Your objective -> The reply should contain all of the data below, word for word.

** Input data follows **

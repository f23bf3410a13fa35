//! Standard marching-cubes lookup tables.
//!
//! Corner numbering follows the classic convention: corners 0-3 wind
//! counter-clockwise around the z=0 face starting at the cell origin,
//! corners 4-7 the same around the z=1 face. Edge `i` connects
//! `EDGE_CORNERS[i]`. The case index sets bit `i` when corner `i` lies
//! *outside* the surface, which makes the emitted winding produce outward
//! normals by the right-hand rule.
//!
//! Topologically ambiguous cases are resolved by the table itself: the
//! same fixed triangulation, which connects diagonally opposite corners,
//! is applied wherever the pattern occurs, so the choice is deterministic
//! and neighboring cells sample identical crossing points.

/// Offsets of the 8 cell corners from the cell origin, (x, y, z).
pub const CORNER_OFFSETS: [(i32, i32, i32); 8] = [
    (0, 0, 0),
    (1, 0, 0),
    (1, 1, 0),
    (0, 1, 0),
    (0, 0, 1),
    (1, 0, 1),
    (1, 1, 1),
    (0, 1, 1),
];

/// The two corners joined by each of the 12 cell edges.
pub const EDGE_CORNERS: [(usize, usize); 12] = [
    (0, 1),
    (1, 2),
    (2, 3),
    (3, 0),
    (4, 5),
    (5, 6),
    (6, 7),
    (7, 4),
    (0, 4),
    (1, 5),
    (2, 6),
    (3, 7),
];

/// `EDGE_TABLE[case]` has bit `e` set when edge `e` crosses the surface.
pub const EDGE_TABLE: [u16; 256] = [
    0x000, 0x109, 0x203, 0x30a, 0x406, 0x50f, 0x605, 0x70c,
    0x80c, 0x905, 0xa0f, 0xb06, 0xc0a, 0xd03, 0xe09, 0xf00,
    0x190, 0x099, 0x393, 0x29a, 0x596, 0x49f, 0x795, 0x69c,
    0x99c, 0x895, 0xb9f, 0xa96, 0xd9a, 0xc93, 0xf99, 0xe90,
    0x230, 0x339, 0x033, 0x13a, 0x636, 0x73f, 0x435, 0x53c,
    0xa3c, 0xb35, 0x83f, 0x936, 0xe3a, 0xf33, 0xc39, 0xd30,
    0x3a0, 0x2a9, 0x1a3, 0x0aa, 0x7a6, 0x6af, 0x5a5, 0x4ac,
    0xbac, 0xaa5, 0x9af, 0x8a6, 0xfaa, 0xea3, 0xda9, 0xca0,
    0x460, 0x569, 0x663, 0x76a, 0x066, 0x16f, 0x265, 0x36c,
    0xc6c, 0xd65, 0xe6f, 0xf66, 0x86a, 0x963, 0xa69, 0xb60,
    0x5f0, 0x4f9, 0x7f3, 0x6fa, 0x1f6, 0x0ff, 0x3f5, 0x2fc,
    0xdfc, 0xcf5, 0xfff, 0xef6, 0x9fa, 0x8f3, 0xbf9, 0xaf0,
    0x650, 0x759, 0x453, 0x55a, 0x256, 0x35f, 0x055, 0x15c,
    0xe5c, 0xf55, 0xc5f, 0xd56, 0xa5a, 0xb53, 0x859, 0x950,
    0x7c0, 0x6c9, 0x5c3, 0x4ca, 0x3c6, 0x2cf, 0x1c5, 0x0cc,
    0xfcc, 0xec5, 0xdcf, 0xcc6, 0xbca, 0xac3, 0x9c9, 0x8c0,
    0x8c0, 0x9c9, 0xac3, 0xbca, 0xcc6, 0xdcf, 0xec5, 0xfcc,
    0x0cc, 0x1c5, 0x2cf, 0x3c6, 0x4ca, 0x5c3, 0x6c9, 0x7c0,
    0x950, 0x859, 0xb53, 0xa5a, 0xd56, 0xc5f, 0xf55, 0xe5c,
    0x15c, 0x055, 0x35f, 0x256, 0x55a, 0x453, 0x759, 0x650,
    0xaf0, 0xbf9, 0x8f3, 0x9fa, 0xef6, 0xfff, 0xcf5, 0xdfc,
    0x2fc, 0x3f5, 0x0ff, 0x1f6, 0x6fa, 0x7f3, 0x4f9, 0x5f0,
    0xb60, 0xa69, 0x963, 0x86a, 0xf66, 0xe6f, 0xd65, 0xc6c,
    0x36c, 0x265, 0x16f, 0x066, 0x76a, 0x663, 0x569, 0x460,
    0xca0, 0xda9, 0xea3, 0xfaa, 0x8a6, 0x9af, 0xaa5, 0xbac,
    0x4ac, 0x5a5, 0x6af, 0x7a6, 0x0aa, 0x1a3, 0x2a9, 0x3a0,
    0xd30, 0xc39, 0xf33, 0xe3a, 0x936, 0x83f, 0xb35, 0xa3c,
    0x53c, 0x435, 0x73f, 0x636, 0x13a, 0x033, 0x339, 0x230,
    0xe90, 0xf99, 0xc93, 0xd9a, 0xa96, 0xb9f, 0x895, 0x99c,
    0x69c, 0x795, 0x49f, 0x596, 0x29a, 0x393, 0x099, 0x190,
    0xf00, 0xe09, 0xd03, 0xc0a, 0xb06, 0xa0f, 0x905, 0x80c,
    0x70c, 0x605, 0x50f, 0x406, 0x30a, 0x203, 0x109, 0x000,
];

** End of Input data **

Answer to this task ->
repository f23bf3410a13fa35
//! Standard marching-cubes lookup tables.
//!
//! Corner numbering follows the classic convention: corners 0-3 wind
//! counter-clockwise around the z=0 face starting at the cell origin,
//! corners 4-7 the same around the z=1 face. Edge `i` connects
//! `EDGE_CORNERS[i]`. The case index sets bit `i` when corner `i` lies
//! *outside* the surface, which makes the emitted winding produce outward
//! normals by the right-hand rule.
//!
//! Topologically ambiguous cases are resolved by the table itself: the
//! same fixed triangulation, which connects diagonally opposite corners,
//! is applied wherever the pattern occurs, so the choice is deterministic
//! and neighboring cells sample identical crossing points.

/// Offsets of the 8 cell corners from the cell origin, (x, y, z).
pub const CORNER_OFFSETS: [(i32, i32, i32); 8] = [
    (0, 0, 0),
    (1, 0, 0),
    (1, 1, 0),
    (0, 1, 0),
    (0, 0, 1),
    (1, 0, 1),
    (1, 1, 1),
    (0, 1, 1),
];

/// The two corners joined by each of the 12 cell edges.
pub const EDGE_CORNERS: [(usize, usize); 12] = [
    (0, 1),
    (1, 2),
    (2, 3),
    (3, 0),
    (4, 5),
    (5, 6),
    (6, 7),
    (7, 4),
    (0, 4),
    (1, 5),
    (2, 6),
    (3, 7),
];

/// `EDGE_TABLE[case]` has bit `e` set when edge `e` crosses the surface.
pub const EDGE_TABLE: [u16; 256] = [
    0x000, 0x109, 0x203, 0x30a, 0x406, 0x50f, 0x605, 0x70c,
    0x80c, 0x905, 0xa0f, 0xb06, 0xc0a, 0xd03, 0xe09, 0xf00,
    0x190, 0x099, 0x393, 0x29a, 0x596, 0x49f, 0x795, 0x69c,
    0x99c, 0x895, 0xb9f, 0xa96, 0xd9a, 0xc93, 0xf99, 0xe90,
    0x230, 0x339, 0x033, 0x13a, 0x636, 0x73f, 0x435, 0x53c,
    0xa3c, 0xb35, 0x83f, 0x936, 0xe3a, 0xf33, 0xc39, 0xd30,
    0x3a0, 0x2a9, 0x1a3, 0x0aa, 0x7a6, 0x6af, 0x5a5, 0x4ac,
    0xbac, 0xaa5, 0x9af, 0x8a6, 0xfaa, 0xea3, 0xda9, 0xca0,
    0x460, 0x569, 0x663, 0x76a, 0x066, 0x16f, 0x265, 0x36c,
    0xc6c, 0xd65, 0xe6f, 0xf66, 0x86a, 0x963, 0xa69, 0xb60,
    0x5f0, 0x4f9, 0x7f3, 0x6fa, 0x1f6, 0x0ff, 0x3f5, 0x2fc,
    0xdfc, 0xcf5, 0xfff, 0xef6, 0x9fa, 0x8f3, 0xbf9, 0xaf0,
    0x650, 0x759, 0x453, 0x55a, 0x256, 0x35f, 0x055, 0x15c,
    0xe5c, 0xf55, 0xc5f, 0xd56, 0xa5a, 0xb53, 0x859, 0x950,
    0x7c0, 0x6c9, 0x5c3, 0x4ca, 0x3c6, 0x2cf, 0x1c5, 0x0cc,
    0xfcc, 0xec5, 0xdcf, 0xcc6, 0xbca, 0xac3, 0x9c9, 0x8c0,
    0x8c0, 0x9c9, 0xac3, 0xbca, 0xcc6, 0xdcf, 0xec5, 0xfcc,
    0x0cc, 0x1c5, 0x2cf, 0x3c6, 0x4ca, 0x5c3, 0x6c9, 0x7c0,
    0x950, 0x859, 0xb53, 0xa5a, 0xd56, 0xc5f, 0xf55, 0xe5c,
    0x15c, 0x055, 0x35f, 0x256, 0x55a, 0x453, 0x759, 0x650,
    0xaf0, 0xbf9, 0x8f3, 0x9fa, 0xef6, 0xfff, 0xcf5, 0xdfc,
    0x2fc, 0x3f5, 0x0ff, 0x1f6, 0x6fa, 0x7f3, 0x4f9, 0x5f0,
    0xb60, 0xa69, 0x963, 0x86a, 0xf66, 0xe6f, 0xd65, 0xc6c,
    0x36c, 0x265, 0x16f, 0x066, 0x76a, 0x663, 0x569, 0x460,
    0xca0, 0xda9, 0xea3, 0xfaa, 0x8a6, 0x9af, 0xaa5, 0xbac,
    0x4ac, 0x5a5, 0x6af, 0x7a6, 0x0aa, 0x1a3, 0x2a9, 0x3a0,
    0xd30, 0xc39, 0xf33, 0xe3a, 0x936, 0x83f, 0xb35, 0xa3c,
    0x53c, 0x435, 0x73f, 0x636, 0x13a, 0x033, 0x339, 0x230,
    0xe90, 0xf99, 0xc93, 0xd9a, 0xa96, 0xb9f, 0x895, 0x99c,
    0x69c, 0x795, 0x49f, 0x596, 0x29a, 0x393, 0x099, 0x190,
    0xf00, 0xe09, 0xd03, 0xc0a, 0xb06, 0xa0f, 0x905, 0x80c,
    0x70c, 0x605, 0x50f, 0x406, 0x30a, 0x203, 0x109, 0x000,
];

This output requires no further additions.